Your goal: Scan the data, and whenever a line contains "elements", copy it.

Exercise materials:
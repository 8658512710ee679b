//! Growable sequence walkthrough: append, length, indexing, sub-ranges and
//! membership.

use std::fmt::Display;
use std::io::{self, Write};

/// Appends `extra` after the existing elements and hands the vector back.
///
/// Prior elements keep their order; new ones land at the end.
pub fn append<T>(mut items: Vec<T>, extra: impl IntoIterator<Item = T>) -> Vec<T> {
    items.extend(extra);
    items
}

/// Linear membership test.
pub fn elem_exists<T, Q>(needle: &Q, haystack: &[T]) -> bool
where
    T: PartialEq<Q>,
    Q: ?Sized,
{
    haystack.iter().any(|item| item == needle)
}

/// Renders items space-separated inside brackets, e.g. `[abc def]`.
pub fn format_list<T: Display>(items: &[T]) -> String {
    let joined = items
        .iter()
        .map(ToString::to_string)
        .collect::<Vec<_>>()
        .join(" ");
    format!("[{joined}]")
}

/// Prints the walkthrough.
pub fn run(out: &mut impl Write) -> io::Result<()> {
    let numbers = append(Vec::new(), [123]);
    let numbers = append(numbers, [456]);
    writeln!(out, "{}", format_list(&numbers))?;

    let alphas: Vec<String> = ["abc", "def", "ghi", "jkl"]
        .into_iter()
        .map(String::from)
        .collect();
    let alphas = append(alphas, ["pqr".to_string(), "stu".to_string()]);
    writeln!(out, "{}", format_list(&alphas))?;

    writeln!(out, "Length: {}", alphas.len())?;

    if let Some(second) = alphas.get(1) {
        writeln!(out, "{second}")?;
    }

    // Half-open: index 1 included, index 3 excluded.
    if let Some(window) = alphas.get(1..3) {
        writeln!(out, "{}", format_list(window))?;
    }

    if elem_exists("def", &alphas) {
        writeln!(out, "Exists!")?;
    }

    Ok(())
}
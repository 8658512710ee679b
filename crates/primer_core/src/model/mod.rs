//! Domain model for the record store.

pub mod post;
//! Branching walkthrough: an if/else-if chain and a guarded `match`.

use std::io::{self, Write};

/// Value the CLI uses when no number is given.
pub const DEFAULT_NUM: i64 = 0;

pub fn is_many(num: i64) -> bool {
    num > 3
}

/// If/else-if chain.
pub fn describe_if(num: i64) -> &'static str {
    if num == 1 {
        "One"
    } else if num == 2 {
        "Two"
    } else {
        "Neither 1 nor 2"
    }
}

/// First matching arm wins; `_` catches everything below 1.
pub fn describe_switch(num: i64) -> &'static str {
    match num {
        1 => "One",
        2 => "Two",
        n if n > 2 => "Many",
        _ => "Thrown over boat",
    }
}

pub fn run(num: i64, out: &mut impl Write) -> io::Result<()> {
    writeln!(out, "num= {num}")?;
    if is_many(num) {
        writeln!(out, "Many")?;
    }
    writeln!(out, "{}", describe_if(num))?;
    writeln!(out, "{}", describe_switch(num))?;
    Ok(())
}
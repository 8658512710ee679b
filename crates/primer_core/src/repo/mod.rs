//! Repository layer over the `posts` table.
//!
//! # Invariants
//! - SQL text stays inside this module.
//! - Update and delete hand back affected-row counts instead of failing.

pub mod post_repo;
//! Post record model.
//!
//! # Invariants
//! - `id` is assigned by the store on insert, never by callers.
//! - A `Post` only exists after it was read back from the store.

use serde::{Deserialize, Serialize};

/// Store-assigned row identifier.
pub type PostId = i64;

/// A persisted row of the `posts` table.
#[derive(Debug, Clone, PartialEq, Eq, Serialize, Deserialize)]
pub struct Post {
    pub id: PostId,
    /// Short heading text.
    pub title: String,
    /// Unbounded content text.
    pub body: String,
}

/// Title and body payload for insert and update statements.
#[derive(Debug, Clone, PartialEq, Eq, Serialize, Deserialize)]
pub struct NewPost {
    pub title: String,
    pub body: String,
}

impl NewPost {
    pub fn new(title: impl Into<String>, body: impl Into<String>) -> Self {
        Self {
            title: title.into(),
            body: body.into(),
        }
    }

    /// Attaches a store-assigned id, producing the persisted shape.
    pub fn into_post(self, id: PostId) -> Post {
        Post {
            id,
            title: self.title,
            body: self.body,
        }
    }
}
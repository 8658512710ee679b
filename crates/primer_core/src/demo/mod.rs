//! Standalone walkthroughs printed to any `std::io::Write` sink.
//!
//! # Responsibility
//! - `slices`: growable sequence operations.
//! - `control`: conditional and multi-way branching.
//! - `records`: one-shot CRUD against the post store.
//!
//! # Invariants
//! - Demos share no state; each can run alone in any order.

use crate::repo::post_repo::RepoError;
use std::error::Error;
use std::fmt::{Display, Formatter};
use std::io;

pub mod control;
pub mod records;
pub mod slices;

pub type DemoResult<T> = Result<T, DemoError>;

/// Failure while running a demo: the store or the output sink.
#[derive(Debug)]
pub enum DemoError {
    Repo(RepoError),
    Io(io::Error),
}

impl Display for DemoError {
    fn fmt(&self, f: &mut Formatter<'_>) -> std::fmt::Result {
        match self {
            Self::Repo(err) => write!(f, "{err}"),
            Self::Io(err) => write!(f, "output failed: {err}"),
        }
    }
}

impl Error for DemoError {
    fn source(&self) -> Option<&(dyn Error + 'static)> {
        match self {
            Self::Repo(err) => Some(err),
            Self::Io(err) => Some(err),
        }
    }
}

impl From<RepoError> for DemoError {
    fn from(value: RepoError) -> Self {
        Self::Repo(value)
    }
}

impl From<crate::db::DbError> for DemoError {
    fn from(value: crate::db::DbError) -> Self {
        Self::Repo(RepoError::Db(value))
    }
}

impl From<io::Error> for DemoError {
    fn from(value: io::Error) -> Self {
        Self::Io(value)
    }
}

Task response:
/// Appends `extra` after the existing elements and hands the vector back.
/// Prior elements keep their order; new ones land at the end.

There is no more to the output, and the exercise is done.